Stored data
▼

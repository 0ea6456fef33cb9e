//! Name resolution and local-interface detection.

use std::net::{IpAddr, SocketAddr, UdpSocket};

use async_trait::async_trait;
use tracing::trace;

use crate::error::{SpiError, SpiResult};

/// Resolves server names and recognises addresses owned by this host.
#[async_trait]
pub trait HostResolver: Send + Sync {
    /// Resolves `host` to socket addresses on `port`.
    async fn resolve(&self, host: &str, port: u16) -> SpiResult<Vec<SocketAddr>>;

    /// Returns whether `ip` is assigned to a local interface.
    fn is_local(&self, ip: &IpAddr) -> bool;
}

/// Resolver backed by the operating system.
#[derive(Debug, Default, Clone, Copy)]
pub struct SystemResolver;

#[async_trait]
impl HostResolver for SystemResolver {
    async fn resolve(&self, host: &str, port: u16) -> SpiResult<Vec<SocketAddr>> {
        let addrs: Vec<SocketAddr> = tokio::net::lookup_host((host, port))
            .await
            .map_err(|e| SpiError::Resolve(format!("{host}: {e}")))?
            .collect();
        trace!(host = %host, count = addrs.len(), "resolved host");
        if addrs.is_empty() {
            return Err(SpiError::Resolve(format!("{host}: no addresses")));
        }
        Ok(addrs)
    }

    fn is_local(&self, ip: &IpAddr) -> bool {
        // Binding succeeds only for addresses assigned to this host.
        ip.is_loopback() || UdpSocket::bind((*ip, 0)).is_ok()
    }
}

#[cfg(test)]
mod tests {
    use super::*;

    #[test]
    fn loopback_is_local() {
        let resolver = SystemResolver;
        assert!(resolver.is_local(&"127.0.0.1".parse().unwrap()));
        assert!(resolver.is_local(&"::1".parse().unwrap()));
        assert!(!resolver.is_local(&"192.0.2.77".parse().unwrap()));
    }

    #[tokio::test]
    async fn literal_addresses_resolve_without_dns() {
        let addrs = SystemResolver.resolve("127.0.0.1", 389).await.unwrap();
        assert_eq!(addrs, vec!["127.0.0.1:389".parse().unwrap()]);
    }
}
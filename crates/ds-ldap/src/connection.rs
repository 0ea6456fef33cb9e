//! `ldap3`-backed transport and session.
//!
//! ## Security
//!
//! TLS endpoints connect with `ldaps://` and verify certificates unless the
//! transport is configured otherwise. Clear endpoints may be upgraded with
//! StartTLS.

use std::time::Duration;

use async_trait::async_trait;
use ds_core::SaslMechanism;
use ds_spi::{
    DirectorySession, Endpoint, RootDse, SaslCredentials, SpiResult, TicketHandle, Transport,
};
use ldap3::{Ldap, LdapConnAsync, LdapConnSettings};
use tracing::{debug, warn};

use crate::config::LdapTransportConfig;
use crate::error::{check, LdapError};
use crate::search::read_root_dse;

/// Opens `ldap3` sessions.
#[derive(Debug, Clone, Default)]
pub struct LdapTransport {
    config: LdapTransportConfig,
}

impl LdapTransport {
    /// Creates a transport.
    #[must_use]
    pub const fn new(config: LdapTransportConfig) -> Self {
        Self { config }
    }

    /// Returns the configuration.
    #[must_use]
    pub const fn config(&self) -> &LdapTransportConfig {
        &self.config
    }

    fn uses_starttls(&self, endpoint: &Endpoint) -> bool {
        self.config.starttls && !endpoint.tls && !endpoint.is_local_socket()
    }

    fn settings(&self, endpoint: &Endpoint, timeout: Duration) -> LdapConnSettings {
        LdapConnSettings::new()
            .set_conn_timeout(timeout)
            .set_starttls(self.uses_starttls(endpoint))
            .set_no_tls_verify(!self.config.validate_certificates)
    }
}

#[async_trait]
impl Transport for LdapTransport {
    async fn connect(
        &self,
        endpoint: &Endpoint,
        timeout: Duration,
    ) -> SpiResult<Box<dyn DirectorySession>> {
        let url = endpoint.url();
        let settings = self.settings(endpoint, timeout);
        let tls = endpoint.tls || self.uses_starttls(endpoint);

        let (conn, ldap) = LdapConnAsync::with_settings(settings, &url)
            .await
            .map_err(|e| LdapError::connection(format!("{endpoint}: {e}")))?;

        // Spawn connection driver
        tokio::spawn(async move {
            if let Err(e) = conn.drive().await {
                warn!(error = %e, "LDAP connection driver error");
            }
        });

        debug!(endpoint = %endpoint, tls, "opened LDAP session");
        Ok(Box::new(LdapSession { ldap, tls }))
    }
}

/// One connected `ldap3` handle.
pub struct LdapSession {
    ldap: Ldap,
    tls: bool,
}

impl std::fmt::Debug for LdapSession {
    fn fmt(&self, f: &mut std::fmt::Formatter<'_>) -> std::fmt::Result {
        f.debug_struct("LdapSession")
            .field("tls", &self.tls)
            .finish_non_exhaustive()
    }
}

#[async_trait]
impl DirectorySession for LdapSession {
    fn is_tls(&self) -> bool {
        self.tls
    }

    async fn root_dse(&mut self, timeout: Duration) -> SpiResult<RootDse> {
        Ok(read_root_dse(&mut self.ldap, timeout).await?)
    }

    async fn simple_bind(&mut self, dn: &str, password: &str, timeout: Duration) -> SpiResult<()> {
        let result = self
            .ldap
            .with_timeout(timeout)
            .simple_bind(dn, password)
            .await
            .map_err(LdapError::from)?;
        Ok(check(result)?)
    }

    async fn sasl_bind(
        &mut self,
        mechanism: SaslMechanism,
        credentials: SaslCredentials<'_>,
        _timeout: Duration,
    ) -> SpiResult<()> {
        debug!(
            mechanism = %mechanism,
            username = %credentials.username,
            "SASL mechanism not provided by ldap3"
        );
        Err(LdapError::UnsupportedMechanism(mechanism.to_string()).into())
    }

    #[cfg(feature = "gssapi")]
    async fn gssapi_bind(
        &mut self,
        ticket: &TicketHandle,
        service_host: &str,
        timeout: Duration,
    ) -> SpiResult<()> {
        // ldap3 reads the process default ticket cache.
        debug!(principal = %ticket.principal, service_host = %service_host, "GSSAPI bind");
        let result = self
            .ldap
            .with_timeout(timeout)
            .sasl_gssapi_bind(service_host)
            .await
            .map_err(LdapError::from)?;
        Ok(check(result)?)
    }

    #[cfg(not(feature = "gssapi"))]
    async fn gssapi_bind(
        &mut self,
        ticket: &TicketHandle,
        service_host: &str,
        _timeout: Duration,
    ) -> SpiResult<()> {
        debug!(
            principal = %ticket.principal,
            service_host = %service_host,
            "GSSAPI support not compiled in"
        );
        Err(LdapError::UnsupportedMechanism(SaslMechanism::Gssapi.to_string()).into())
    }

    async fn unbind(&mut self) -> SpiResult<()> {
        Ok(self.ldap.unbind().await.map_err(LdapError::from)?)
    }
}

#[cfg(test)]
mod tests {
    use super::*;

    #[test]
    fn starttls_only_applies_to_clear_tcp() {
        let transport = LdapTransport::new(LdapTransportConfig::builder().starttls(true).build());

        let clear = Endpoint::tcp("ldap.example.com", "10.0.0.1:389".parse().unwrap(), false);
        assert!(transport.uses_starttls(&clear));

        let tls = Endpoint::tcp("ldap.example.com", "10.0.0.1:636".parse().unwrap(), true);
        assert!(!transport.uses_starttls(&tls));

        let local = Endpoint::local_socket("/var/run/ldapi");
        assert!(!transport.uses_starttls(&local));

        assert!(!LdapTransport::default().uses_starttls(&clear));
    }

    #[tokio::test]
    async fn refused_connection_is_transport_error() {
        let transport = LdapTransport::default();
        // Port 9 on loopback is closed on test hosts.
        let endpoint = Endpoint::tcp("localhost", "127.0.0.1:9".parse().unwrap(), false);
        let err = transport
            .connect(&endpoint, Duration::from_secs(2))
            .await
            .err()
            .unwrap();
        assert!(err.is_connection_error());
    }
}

▲

- [PROBLEM DESCRIPTION]
All that is wanted is the stretch of lines above from the one containing "use ds_core::SaslMechanism;" through the one containing "use crate::config::LdapTransportConfig;", duplicated exactly.

- [EXPECTED OUTPUT]
use ds_core::SaslMechanism;
use ds_spi::{
    DirectorySession, Endpoint, RootDse, SaslCredentials, SpiResult, TicketHandle, Transport,
};
use ldap3::{Ldap, LdapConnAsync, LdapConnSettings};
use tracing::{debug, warn};

use crate::config::LdapTransportConfig;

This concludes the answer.